Nie pamiętam dokładnie kiedy mi wpadł w oczy ten malutki domek stojący za naszym domem po wzgórzu naszego ogrodu. Tylko dobrze pamiętam, jak mnie zaskoczył jego wygląd. Czułam w jego starości coś niezwykłego jak „z innej bajki”. Zaraz po moim opowiedzeniu o tym domku powiedział mi mój starszy brat. „Właśnie to jest straszny dwór z naszej książki, gdzie mieszka duży biały duch!” Także od następnego dnia świetnie omijałam ten dom w trakcie spaceru, chociaż i tak ciągle on mnie interesował.

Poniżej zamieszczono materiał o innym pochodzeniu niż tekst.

pub(crate) fn create_job_inner(state: &AppState, body: CreateJobBody) -> ApiResult<i64> {
    let job_type = JobType::parse(&body.job_type)
        .ok_or_else(|| bad_request(format!("unknown jobType: {}", body.job_type)))?;

    let feature = match body.feature_id {
        Some(fid) => Some(
            state
                .ctx
                .db
                .get_feature(fid)
                .map_err(internal)?
                .ok_or_else(|| not_found(format!("feature {fid} not found")))?,
        ),
        None => None,
    };

    // Client comes from the body or is resolved through the feature.
    let client_id = body
        .client_id
        .or_else(|| feature.as_ref().map(|f| f.client_id))
        .ok_or_else(|| bad_request("clientId or featureId is required"))?;
    state
        .ctx
        .db
        .get_client(client_id)
        .map_err(internal)?
        .ok_or_else(|| not_found(format!("client {client_id} not found")))?;

    let repository = match body.repository_id {
        Some(rid) => Some(
            state
                .ctx
                .db
                .get_repository(rid)
                .map_err(internal)?
                .ok_or_else(|| not_found(format!("repository {rid} not found")))?,
        ),
        None => match (&body.github_org, &body.github_repo) {
            (Some(org), Some(repo)) => Some(
                state
                    .ctx
                    .db
                    .find_repository(org, repo)
                    .map_err(internal)?
                    .ok_or_else(|| not_found(format!("repository {org}/{repo} not found")))?,
            ),
            _ => state
                .ctx
                .db
                .get_repository_for_client(client_id)
                .map_err(internal)?,
        },
    };
    if repository.is_none() && job_type != JobType::PrdGeneration {
        return Err(bad_request("no repository available for this job"));
    }

    if let Some(max) = body.max_iterations {
        if !(1..=100).contains(&max) {
            return Err(bad_request("maxIterations must be within [1, 100]"));
        }
    }

    let title = body
        .title
        .clone()
        .or_else(|| feature.as_ref().map(|f| f.title.clone()))
        .or_else(|| body.prompt.as_ref().map(|p| p.chars().take(50).collect()))
        .unwrap_or_else(|| format!("{} job", job_type.as_str()));

    let branch_name = match body.branch_name {
        Some(b) if !b.trim().is_empty() => b,
        _ => generate_branch_name(feature.as_ref(), &title)?,
    };

    let mut prd = body.prd;
    let mut prd_mode = body.prd_mode.unwrap_or(false);

    // specMode: synthesize an internal PRD from the feature's spec tasks and
    // seed the matching todo rows.
    if body.spec_mode.unwrap_or(false) {
        let feature = feature
            .as_ref()
            .ok_or_else(|| bad_request("specMode requires featureId"))?;
        let tasks = feature
            .spec_output
            .as_ref()
            .and_then(|o| o.tasks.clone())
            .filter(|t| !t.is_empty())
            .ok_or_else(|| bad_request("feature has no spec tasks to build a PRD from"))?;

        let stories: Vec<PrdStory> = tasks
            .iter()
            .enumerate()
            .map(|(i, task)| PrdStory {
                id: i as i64 + 1,
                title: task.title.clone(),
                description: task.description.clone(),
                acceptance_criteria: task
                    .files
                    .iter()
                    .map(|f| format!("changes land in {f}"))
                    .collect(),
                passes: false,
            })
            .collect();
        for (i, story) in stories.iter().enumerate() {
            state
                .ctx
                .db
                .upsert_todo(feature.id, i as i64, &story.title, "pending")
                .map_err(internal)?;
        }
        prd = Some(Prd {
            title: feature.title.clone(),
            description: feature.notes.clone(),
            stories,
        });
        prd_mode = true;
    }

    if prd_mode {
        let prd_ref = prd
            .as_ref()
            .ok_or_else(|| bad_request("prdMode requires a prd"))?;
        prd_ref.validate().map_err(bad_request)?;
    }

    let mut job = new_job(client_id, job_type, &state.ctx.config.machine_id);
    job.feature_id = feature.as_ref().map(|f| f.id);
    job.repository_id = repository.as_ref().map(|r| r.id);
    job.prompt = body.prompt.unwrap_or_default();
    job.branch_name = branch_name;
    job.title = title;
    job.max_iterations = body.max_iterations;
    job.completion_promise = body.completion_promise;
    job.feedback_commands = body.feedback_commands.unwrap_or_default();
    job.prd_mode = prd_mode;
    job.prd = prd;
    if let Some(member) = body.created_by_team_member_id {
        job.metadata = Some(json!({ "createdByTeamMemberId": member }));
    }
    if job_type == JobType::Spec {
        job.spec_phase = Some(SpecPhase::Constitution);
    }

    state.ctx.enqueue_job(&job).map_err(internal)
}

pub(crate) async fn cancel_job(
    State(state): State<Arc<AppState>>,
    Path(id): Path<i64>,
) -> ApiResult<Json<Value>> {
    if !state.queue.cancel(id).await.map_err(internal)? {
        return Err(not_found(format!("job {id} not found")));
    }
    Ok(Json(json!({ "cancelled": true })))
}

pub(crate) async fn retry_job(
    State(state): State<Arc<AppState>>,
    Path(id): Path<i64>,
) -> ApiResult<(StatusCode, Json<Value>)> {
    let source = state
        .ctx
        .db
        .get_job(id)
        .map_err(internal)?
        .ok_or_else(|| not_found(format!("job {id} not found")))?;

    let mut retry = new_job(source.client_id, source.job_type, &state.ctx.config.machine_id);
    retry.feature_id = source.feature_id;
    retry.repository_id = source.repository_id;
    retry.prompt = source.prompt.clone();
    retry.branch_name = format!("{}-retry-{}", source.branch_name, Utc::now().timestamp());
    retry.title = source.title.clone();
    retry.max_iterations = source.max_iterations;
    retry.completion_promise = source.completion_promise.clone();
    retry.feedback_commands = source.feedback_commands.clone();
    retry.prd_mode = source.prd_mode;
    retry.prd = source.prd.clone();
    retry.spec_phase = source.spec_phase;
    retry.spec_output = source.spec_output.clone();

    let new_id = state.ctx.enqueue_job(&retry).map_err(internal)?;
    Ok((StatusCode::CREATED, Json(json!({ "id": new_id }))))
}

pub(crate) async fn send_job_message(
    State(state): State<Arc<AppState>>,
    Path(id): Path<i64>,
    Json(body): Json<MessageBody>,
) -> ApiResult<Json<Value>> {
    let job = state
        .ctx
        .db
        .get_job(id)
        .map_err(internal)?
        .ok_or_else(|| not_found(format!("job {id} not found")))?;
    if job.job_type != JobType::Task {
        return Err(bad_request("only interactive (task) jobs accept messages"));
    }
    if !state.queue.send_input(id, &body.content).await.map_err(internal)? {
        return Err(bad_request("job has no live interactive session"));
    }
    Ok(Json(json!({ "sent": true })))
}

pub(crate) async fn complete_job(
    State(state): State<Arc<AppState>>,
    Path(id): Path<i64>,
) -> ApiResult<Json<Value>> {
    let job = state
        .ctx
        .db
        .get_job(id)
        .map_err(internal)?
        .ok_or_else(|| not_found(format!("job {id} not found")))?;
    if job.job_type != JobType::Task {
        return Err(bad_request("only interactive (task) jobs can be completed"));
    }
    if !state.queue.close_input(id).await.map_err(internal)? {
        return Err(bad_request("job has no live interactive session"));
    }
    Ok(Json(json!({ "completing": true })))
}

pub(crate) async fn list_job_iterations(
    State(state): State<Arc<AppState>>,
    Path(id): Path<i64>,
) -> ApiResult<Json<Value>> {
    let job = state
        .ctx
        .db
        .get_job(id)
        .map_err(internal)?
        .ok_or_else(|| not_found(format!("job {id} not found")))?;
    if job.job_type != JobType::Ralph {
        return Err(bad_request("iterations exist only for ralph jobs"));
    }
    let iterations = state.ctx.db.list_iterations(id).map_err(internal)?;
    Ok(Json(json!(iterations)))
}

pub(crate) async fn stop_job(
    State(state): State<Arc<AppState>>,
    Path(id): Path<i64>,
) -> ApiResult<Json<Value>> {
    let job = state
        .ctx
        .db
        .get_job(id)
        .map_err(internal)?
        .ok_or_else(|| not_found(format!("job {id} not found")))?;
    if job.job_type != JobType::Ralph {
        return Err(bad_request("stop applies only to ralph jobs"));
    }
    state.queue.stop(id).await.map_err(internal)?;
    Ok(Json(json!({ "stopping": true })))
}

pub(crate) async fn stream_job(
    State(state): State<Arc<AppState>>,
    Path(id): Path<i64>,
) -> Sse<impl Stream<Item = Result<Event, Infallible>>> {
    let (history, rx) = state.ctx.streams.subscribe(id).await;
    let history_stream =
        tokio_stream::iter(history).map(|line| Ok(Event::default().data(line)));
    let live: Pin<Box<dyn Stream<Item = Result<Event, Infallible>> + Send>> = match rx {
        Some(rx) => Box::pin(
            BroadcastStream::new(rx)
                .filter_map(|r| r.ok())
                .map(|line| Ok(Event::default().data(line))),
        ),
        None => Box::pin(tokio_stream::empty()),
    };
    Sse::new(history_stream.chain(live)).keep_alive(KeepAlive::default())
}

// ── Queue ─────────────────────────────────────────────────────────────────

pub(crate) async fn queue_status(State(state): State<Arc<AppState>>) -> ApiResult<Json<Value>> {
    let status = state.queue.status().await.map_err(internal)?;
    Ok(Json(json!(status)))
}

// ── Features / spec pipeline ──────────────────────────────────────────────

fn load_feature(state: &AppState, id: i64) -> ApiResult<Feature> {
    state
        .ctx
        .db
        .get_feature(id)
        .map_err(internal)?
        .ok_or_else(|| not_found(format!("feature {id} not found")))
}

pub(crate) async fn generate_tasks(
    State(state): State<Arc<AppState>>,
    Path(id): Path<i64>,
) -> ApiResult<(StatusCode, Json<Value>)> {
    let feature = load_feature(&state, id)?;
    let mut job = new_job(
        feature.client_id,
        JobType::PrdGeneration,
        &state.ctx.config.machine_id,
    );
    job.feature_id = Some(feature.id);
    job.title = format!("{} - PRD generation", feature.title);
    job.branch_name = format!("prd/feature-{}", feature.id);
    let job_id = state.ctx.enqueue_job(&job).map_err(internal)?;
    Ok((StatusCode::CREATED, Json(json!({ "jobId": job_id }))))
}

pub(crate) async fn start_spec(
    State(state): State<Arc<AppState>>,
    Path(id): Path<i64>,
) -> ApiResult<(StatusCode, Json<Value>)> {
    let feature = load_feature(&state, id)?;
    let job_id = enqueue_spec_job(&state, &feature, SpecPhase::Constitution)?;
    Ok((StatusCode::CREATED, Json(json!({ "jobId": job_id }))))
}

(B2, opowiadanie) W obydwu powyższych fragmentach zmiany czasu orzeczeń pokazują moment wydarzeń, o którym mowa w opowiadaniu (wypowiedzenia z czasownikami w czasie przeszłym) w stosunku do momentu mówienia (wypowiedzenia w czasie teraźniejszym). Dodatkowo w drugim przykładzie orzeczenia w czasie teraźniejszym zastosowano także w wypowiedzeniu będącym wypowiedzą bohatera opisywanych sytuacji („Właśnie to jest straszny dwór z naszej książki, gdzie mieszka duży biały duch!”). Powyższe obserwacje są potwierdzeniem następującego sądu: „(…) Wypowiedzi postaci pokazują bezwzględne stosunki czasowe zdarzeń względem chwili mówienia” ( Szkudlarek 2003, s. 18).

 W swoim nie długim życiu miałem szczęście poznać dużo wspaniałych ludzi. Jednym z najważniejszych jest moja najlepsza przyjaciółka. Ma dwa imia: Vilma Adria. Poznaliśmysię w szkole 20 lat temu. Z dziecinstwa pamiętam jak ona codziennie układała swoje długie ciemne włosy w ten sam sposób. A kanapki,

191

którymi częstowała na długiej przerwie, były przepyszne... Zawsze do domu jezdzilismy tym samym troleibusem, żeby spędzić jeszcze trochę czasu razem.

(B1, charakterystyka)  Spędziłem mój miodowy miesiąc na Hawaii. Tylko miałem 22 lata (żona miała 24). Nie mieszkaliśmy w hotelach. Spaliśmy na plażach. Byliśmy na wyspach Kanai.

Tam jest piękny! Są lasy, góry i oczywiście morze. Codzienne jedliśmy świeże owoce z lasu. Ryby na Kanai są niesamowicie piszne. Jest na zachodzie Kanai małe plaże, o tym tylko kilka ludzi wie. Pogoda była wspaniała. Morze było prawie zielone i ciepło. Piliśmy wodę od małej Czeki. W nocach gwiazdy były jasne jak słońce.

(B1, opis) W obu pracach dominuje czas przeszły. Wypowiedzenia z orzeczeniami w czasie teraźniejszym występują w partiach opisowych dotyczących tych elementów świata przedstawionego, które określają stan, w jakim ktoś lub coś się znajduje niezależnie od czasu wydarzeń w tekście (np.: Jednym z najważniejszych jest moja najlepsza przyjaciółka. Ma dwa imia: Vilma Adria.; Ryby na Kanai są niesamowicie piszne. Jest na zachodzie Kanai małe plaże, o tym tylko kilka ludzi wie).

* * *

Analiza wszystkich zgromadzonych prac egzaminacyjnych (w pracy przedstawionych zostało tylko kilka przykładów) pozwala na sformułowanie kilku spostrzeżeń. Teksty autorstwa cudzoziemców na poziomie C2 cechują się większą różnorodnością w zakresie stosowanych form czasu orzeczeń niż prace zdających na poziomie B2 oraz B1. Twórcy wypowiedzi pisemnych na niższych poziomach zaawansowania językowego ostrożniej wyzyskiwali możliwość zmiany czasu, często ograniczając się tylko do modyfikacji wstępnych partii pracy. Zabieg ten, nawet jeśli wykorzystywany był w ograniczonym zakresie, przyczyniał się do zwiększenia spójności. Pozwalał wyraźnie oddzielić od siebie różne fragmenty tekstu, podkreślić cechy konstrukcyjne pracy. Zmienność czasu widoczna była przede wszystkim w opowiadaniach, esejach, tekstach argumentacyjnych (w tekstach tych spójność osiągana dzięki omawianemu wykładnikowi przebiega w sposób najbardziej obrazowy), rzadziej w charakterystykach i opisach. Specyfika tekstów użytkowych, takich jak zaproszenie, ogłoszenie, życzenia, pozdrowienia, gratulacje powodowała,

192

że pod względem zastosowanych form czasu orzeczeń prace reprezentujące te gatunki charakteryzowały się większą homogenicznością.